Oprah Winfrey, the young reporter.
Oprah Winfrey was born in Kosciusko, Mississippi, to a Baptist family. Her parents were unmarried teenagers. Winfrey's grandmother taught her to read before the age of three and took her to the local church, where she was nicknamed "The Preacher" for her ability to recite Bible verses. Winfrey was self-helping her way to the top long before the world ever heard of Dr. Phil. Arriving at a radio station to collect a watch she had won through a promotional contest, a 16-year-old Winfrey read for producers and secured herself a spot as an on-air reporter earning $100 per week.

Hitler, the postcard painter.
As a child, Adolf Hitler attended a monastery school and harbored dreams of becoming a priest, but he dropped out after his father’s death in 1903. By then, Hitler had a new career in mind: professional artist. And though the Führer’s precise but emotionless landscapes showed moderate promise, he was rejected twice from Vienna’s Academy of Fine Arts. Bitter, poor, and lonely, young Adolf moved between boardinghouses and hostels, earning a meager living painting postcards. Oddly enough, he might have been just another failed artist had it not been for World War I. Turning in his paintbrush for a pistol, Hitler volunteered as a runner for the German army. Turns out he enjoyed that world war so much that, a few decades later, he decided to start another one.
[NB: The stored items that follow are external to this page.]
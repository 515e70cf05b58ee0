//! Error types for the Message Storage subsystem

use shared_types::MessageId;
use thiserror::Error;

/// Message storage errors
#[derive(Debug, Clone, PartialEq, Eq, Error)]
pub enum StorageError {
    /// No message with this id is stored locally
    #[error("Message not found: {message_id}")]
    MessageNotFound { message_id: MessageId },
}

/// Result type for storage operations
pub type StorageResult<T> = Result<T, StorageError>;
//! # Tangle Node
//!
//! Runs the solidification and eligibility core against an in-memory ledger
//! until interrupted. Message intake from the network is wired by the
//! gossip layer, which is not part of this binary.

use std::sync::Arc;

use anyhow::{Context, Result};
use tangle_runtime::{init_logging, spawn_pending_recheck, Tangle, TangleConfig};
use tg_03_eligibility::InMemoryUtxoDag;
use tracing::{info, warn};

#[tokio::main]
async fn main() -> Result<()> {
    let config = TangleConfig::from_env().context("Failed to load configuration")?;
    init_logging(&config.log).context("Failed to initialize logging")?;

    info!("===========================================");
    info!("  Tangle Node Core v{}", env!("CARGO_PKG_VERSION"));
    info!("===========================================");

    let ledger = Arc::new(InMemoryUtxoDag::new());
    let tangle = Arc::new(Tangle::new(config, ledger).context("Failed to start Tangle core")?);

    let missing = tangle.message_missing().attach(|id| {
        warn!(message_id = %id, "Missing message, request from peers");
    });
    let recheck = spawn_pending_recheck(Arc::clone(&tangle));

    tokio::signal::ctrl_c()
        .await
        .context("Failed to listen for shutdown signal")?;

    info!("Shutdown signal received");
    tangle.message_missing().detach(missing);
    recheck.abort();

    let runtime = Arc::clone(&tangle);
    tokio::task::spawn_blocking(move || runtime.shutdown())
        .await
        .context("Shutdown task panicked")?;

    let stats = tangle.stats();
    info!(
        messages = stats.messages,
        missing = stats.missing_messages,
        "Goodbye"
    );
    Ok(())
}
Sylvester Stalone, the lion cage cleaner.
Sylvester Stalone, always the tough guy, was once employed as a lion cage cleaner. At fifteen, his classmates voted him the one "most likely to end up in the electric chair." In the 1960s, Stallone attended the University of Miami for three years. He came within a few credit hours of graduation, before he decided to drop out and pursue an acting career. Stallone's career began with the leading role, Stud, in a hard-core pornographic film called Party at Kitty and Stud's. The film was originally hard core and depicted sexual acts, but after Stallone's later success, the film was re-cut to soft-core and re-packaged as Italian Stallion (a reference to Rocky Balboa's nickname). The hardcore footage is apparently lost.

Jennifer Lopez, the Legal Assistant.
Long before Jennifer Lopez sang, danced and acted her way to superstardom, she briefly traded in her velour tracksuit for a suit of the pin-striped variety while working at a law office.

Others...

Bill Gates was a congressional page at the Washington state Capitol

William Watkins,
current CEO of Seagate Technology, worked the night shift at a mental hospital restraining people who got out of control

Sidney Kimmel,
founder and current chairman of Jones Apparel Group, was a shipping clerk for Morton Manufacturing.

Bill Murray stood outside a grocery store selling chestnuts.

Rush Limbaugh shined shoes.

Robin Williams performed as a street mime.

When no stores were interested in carrying his jeans, designer Tommy Hilfiger sold them to buyers from the trunk of his car.

Jerry Seinfeld sold light bulbs by phone.

Demi Moore worked for a debt collection agency.

Van Halen's David Lee Roth fluffed pillows and emptied bedpans as a hospital orderly.

Madonna worked behind the counter at Dunkin' Donuts.

Jennifer Aniston was a waitress.

Brad Pitt moved refrigerators.

Just months before setting world records in country music, Garth Brooks was a salesman in a boot store.

Actor Jack Nicholson was "discovered" while working in the mailroom at MGM.

Author Stephen King,
who was a janitor, was cleaning the girls' locker room when he became inspired to write the novel "Carrie."